I read somewhere, and don't quote me on this, that if a space probe were just a degree off it would send the probe thousands of miles off course. ONE LITTLE DEGREE. One degree doesn't even make a distinction when you take a compass and draw it out.
I felt the way you do many years ago. I moved hundreds of miles from my family and everyone I knew. Then my husband and father of my son imported his girlfriend back into our lives.
I had been able to support myself in MI. I never dreamed that I would be unable to use my skills as a sewer (not the same as seamstress, an entirely different kind of sewing, in TX.
Now here I was with this little bit of a guy depending on me for food, shelter and all the rest of the things babies need, and I couldn't even get a job in a fast food restaurant or laundromat.
I kept on keeping on, by the following of God's Word and the encouragement of most of the same people you mentioned in your post.

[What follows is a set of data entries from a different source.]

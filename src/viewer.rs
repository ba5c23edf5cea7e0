//! Keeps the engine's frame loop alive until the viewer closes

use std::time::{Duration, Instant};

use crate::core::time::ReminderTimer;
use crate::engine::SceneEngine;

/// Printed to the operator every reminder interval.
pub const REMINDERS: [&str; 2] = [
    "=== PLEASE COLLECT AND SAVE THE CURRENT SCENE BEFORE CLOSING THE WINDOW! ===",
    "=== PLEASE SELECT FLAT COLLECTION AND GROUP BY MDL ===",
];

#[derive(Clone, Debug)]
pub struct ViewerOptions {
    pub reminder_interval: Duration,
}

impl Default for ViewerOptions {
    fn default() -> Self {
        Self {
            reminder_interval: Duration::from_secs(2),
        }
    }
}

/// Pump frames until the engine stops running. Returns the number of frames pumped.
///
/// Does not close the engine.
pub fn run_viewer<E: SceneEngine>(engine: &mut E, options: &ViewerOptions) -> u64 {
    let mut timer = ReminderTimer::new(options.reminder_interval);
    let mut frames = 0u64;

    while engine.is_running() {
        if timer.due(Instant::now()) {
            for reminder in REMINDERS {
                crate::success!("{}", reminder);
            }
        }
        engine.update();
        frames += 1;
    }

    log::info!("=== EXIT PROGRAM ===");
    frames
}

#[cfg(test)]
mod tests {
    use super::*;
    use crate::engine::{EngineConfig, HeadlessEngine};

    #[test]
    fn test_runs_until_engine_stops() {
        let mut engine = HeadlessEngine::new(EngineConfig {
            frame_time: Duration::ZERO,
            max_frames: Some(25),
            ..Default::default()
        });

        let frames = run_viewer(&mut engine, &ViewerOptions::default());

        assert_eq!(frames, 25);
        assert!(!engine.is_running());
    }

    #[test]
    fn test_closed_engine_pumps_nothing() {
        let mut engine = HeadlessEngine::new(EngineConfig {
            frame_time: Duration::ZERO,
            ..Default::default()
        });
        engine.close();

        assert_eq!(run_viewer(&mut engine, &ViewerOptions::default()), 0);
    }
}
use std::fs::{self, File, OpenOptions};
use std::io::{self, BufWriter, Seek, SeekFrom, Write};
use std::mem;
use std::path::{Path, PathBuf};

use serde::{Deserialize, Serialize};
use tracing::{debug, info, trace, warn, Span};

use super::naming::rotated_path;
use super::policy::{FileStats, RotationPolicy};
use crate::record::LogRecord;
use crate::{Clock, Error, Result, SystemClock, WriterConfig};

/// When appended records are pushed towards the disk.
#[derive(Debug, Clone, Copy, Default, PartialEq, Eq, Serialize, Deserialize)]
#[serde(rename_all = "snake_case")]
pub enum Durability {
    /// Only on rotation and stop.
    Buffered,
    /// Hand every record to the operating system as soon as it is appended.
    #[default]
    Flush,
    /// Like [`Durability::Flush`], then wait for the data to reach storage.
    Sync,
}

/// The open file and what the rotation policy needs to know about it.
struct ActiveFile {
    out: BufWriter<File>,
    records: u64,
}

impl ActiveFile {
    /// Opens `path`. A truncated file, or an appended one that turns out to
    /// be empty, starts with the header.
    fn open(path: &Path, append: bool) -> io::Result<Self> {
        let mut file = if append {
            OpenOptions::new().create(true).append(true).open(path)?
        } else {
            File::create(path)?
        };

        // position of an O_APPEND handle only moves on the first write
        let len = file.seek(SeekFrom::End(0))?;

        let mut out = BufWriter::new(file);
        if len == 0 {
            out.write_all(LogRecord::header().as_bytes())?;
            out.flush()?;
        }

        Ok(Self { out, records: 0 })
    }

    /// Size of the file including bytes still buffered.
    fn len(&self) -> io::Result<u64> {
        let mut file = self.out.get_ref();
        Ok(file.stream_position()? + self.out.buffer().len() as u64)
    }

    fn stats(&self) -> io::Result<FileStats> {
        Ok(FileStats {
            bytes: self.len()?,
            records: self.records,
        })
    }

    fn append(&mut self, record: &LogRecord, durability: Durability) -> io::Result<()> {
        self.out.write_all(record.as_bytes())?;
        self.records += 1;

        match durability {
            Durability::Buffered => {}
            Durability::Flush => self.out.flush()?,
            Durability::Sync => {
                self.out.flush()?;
                self.out.get_ref().sync_data()?;
            }
        }
        Ok(())
    }

    /// Flushes, syncs and closes the file. Once this returns, the file is
    /// complete for any reader.
    fn close(self) -> io::Result<()> {
        let file = self.out.into_inner().map_err(io::IntoInnerError::into_error)?;
        file.sync_all()
    }
}

enum State {
    Open(ActiveFile),
    Closed,
}

/// A line oriented log file that is rotated according to a [`RotationPolicy`].
///
/// Records always go to the base path. On rotation the base file is closed
/// and renamed to `{stem}_{time}_#{count}{suffix}` (see
/// [`rotated_path`](super::naming::rotated_path)) and a fresh base file is
/// started. The file that is active when the writer stops keeps the base name.
///
/// Every mutating operation takes `&mut self`, so "check policy, rotate,
/// append" is one critical section. Failures are reported, never retried;
/// after a failed rotation the writer is closed.
pub struct RotatingLogWriter<C = SystemClock> {
    base_path: PathBuf,
    policy: RotationPolicy,
    durability: Durability,
    clock: C,
    state: State,
    rollover_count: u32,
    span: Span,
}

impl RotatingLogWriter<SystemClock> {
    pub fn open(config: &WriterConfig) -> Result<Self> {
        Self::open_with_clock(config, SystemClock)
    }
}

impl<C: Clock> RotatingLogWriter<C> {
    /// Opens the base file using `clock` for rotation names.
    pub fn open_with_clock(config: &WriterConfig, clock: C) -> Result<Self> {
        let span = tracing::info_span!("n2k_writer", path = %config.base_path.display());
        Self::open_in_span(config, clock, span)
    }

    /// Like [`Self::open_with_clock`], emitting all events under `span`.
    pub fn open_in_span(config: &WriterConfig, clock: C, span: Span) -> Result<Self> {
        let base_path = config.base_path.clone();
        let active = ActiveFile::open(&base_path, config.append).map_err(|source| Error::CannotOpen {
            path: base_path.clone(),
            source,
        })?;

        let policy = config.rotation_policy();
        info!(parent: &span, ?policy, append = config.append, "opened log file");

        Ok(Self {
            base_path,
            policy,
            durability: config.durability,
            clock,
            state: State::Open(active),
            rollover_count: 0,
            span,
        })
    }

    /// Appends `record`, rotating first if the policy says so.
    pub fn write(&mut self, record: &LogRecord) -> Result<()> {
        let State::Open(active) = &self.state else {
            return Err(Error::WriterClosed);
        };

        let stats = active.stats().map_err(|source| self.io_error(source))?;
        if self.policy.should_rotate(&stats, record.len()) {
            debug!(parent: &self.span, bytes = stats.bytes, records = stats.records, "rotation due");
            self.rotate()?;
        }

        let durability = self.durability;
        let State::Open(active) = &mut self.state else {
            return Err(Error::WriterClosed);
        };
        if let Err(source) = active.append(record, durability) {
            return Err(self.io_error(source));
        }

        trace!(parent: &self.span, len = record.len(), "appended record");
        Ok(())
    }

    /// Closes the active file, renames it to its rotated name and starts a
    /// new base file. Returns the rotated file's path.
    pub fn rotate(&mut self) -> Result<PathBuf> {
        let State::Open(active) = mem::replace(&mut self.state, State::Closed) else {
            return Err(Error::WriterClosed);
        };

        let rotated_at = self.clock.now();
        let mut destination = rotated_path(&self.base_path, rotated_at, self.rollover_count);
        while destination.exists() {
            warn!(parent: &self.span, destination = %destination.display(), "rotated name taken, skipping");
            self.rollover_count += 1;
            destination = rotated_path(&self.base_path, rotated_at, self.rollover_count);
        }

        let records = active.records;
        active
            .close()
            .and_then(|()| fs::rename(&self.base_path, &destination))
            .map_err(|source| Error::CannotRotate {
                path: self.base_path.clone(),
                destination: destination.clone(),
                source,
            })?;
        self.rollover_count += 1;

        let active = ActiveFile::open(&self.base_path, false).map_err(|source| Error::CannotOpen {
            path: self.base_path.clone(),
            source,
        })?;
        self.state = State::Open(active);

        info!(
            parent: &self.span,
            destination = %destination.display(),
            records,
            rollover_count = self.rollover_count,
            "rotated log file"
        );
        Ok(destination)
    }

    /// Flushes and closes the active file. Later writes fail with
    /// [`Error::WriterClosed`]; stopping again does nothing.
    pub fn stop(&mut self) -> Result<()> {
        let State::Open(active) = mem::replace(&mut self.state, State::Closed) else {
            return Ok(());
        };

        let records = active.records;
        active.close().map_err(|source| self.io_error(source))?;

        info!(parent: &self.span, records, rollover_count = self.rollover_count, "closed log file");
        Ok(())
    }

    #[inline]
    #[must_use]
    pub fn base_path(&self) -> &Path {
        &self.base_path
    }

    /// Number of rotations so far.
    #[inline]
    #[must_use]
    pub fn rollover_count(&self) -> u32 {
        self.rollover_count
    }

    #[inline]
    #[must_use]
    pub fn policy(&self) -> RotationPolicy {
        self.policy
    }

    #[inline]
    #[must_use]
    pub fn is_open(&self) -> bool {
        matches!(self.state, State::Open(_))
    }

    fn io_error(&self, source: io::Error) -> Error {
        Error::Io {
            path: self.base_path.clone(),
            source,
        }
    }
}

impl<C> Drop for RotatingLogWriter<C> {
    fn drop(&mut self) {
        if let State::Open(active) = mem::replace(&mut self.state, State::Closed) {
            if let Err(error) = active.close() {
                warn!(parent: &self.span, %error, "failed to close log file on drop");
            }
        }
    }
}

It was nineteen years before I met Ray. Almost half of my life, and certainly over half of my adult life before the course I had chosen showed fruition.
Let's see, in that time I had struggled to raise my son in the Light of the Lord, moved several hundred miles from where I had put down roots, finished a two year course in college that took three years to complete, (Many times I never thought that I'd make it.), discovered that I had Fibromyalgia (sic) just before graduation, knew I couldn't go back and work at Wilderness Ridge, got fired from the first job I had with medical insurance and a 401K since I moved to AL, tried to buy a house but couldn't because of an unexpected expense that my son generated.
Failure and defeat were constant companions.
Now, just what did I want with a house in Montgomery?
Keep your eyes on God, He has his fingers in your belt loops and will keep you from going over the edge.
Been there!!!
I have moved around a lot, about every 12 months to a new town. I have found that if I pray for a friend, just even one, the Lord has provided. This last move I got a bit cocky and thought I could easily make a new friend just like in the last 3 towns. I have been a little down because I have no-one to share things with. But guess what, I didn't pray! I have not handed this to the Lord. You may be needing this time alone to learn to depend more on Him. Get out your scriptures and see just how many of His people were different, not part of the crowd, and open yourself up to the idea that He has a plan for you, that this is happening as part of His plan. I hope you can find some peace in Him as I know you have a lot going on with your dad passing too.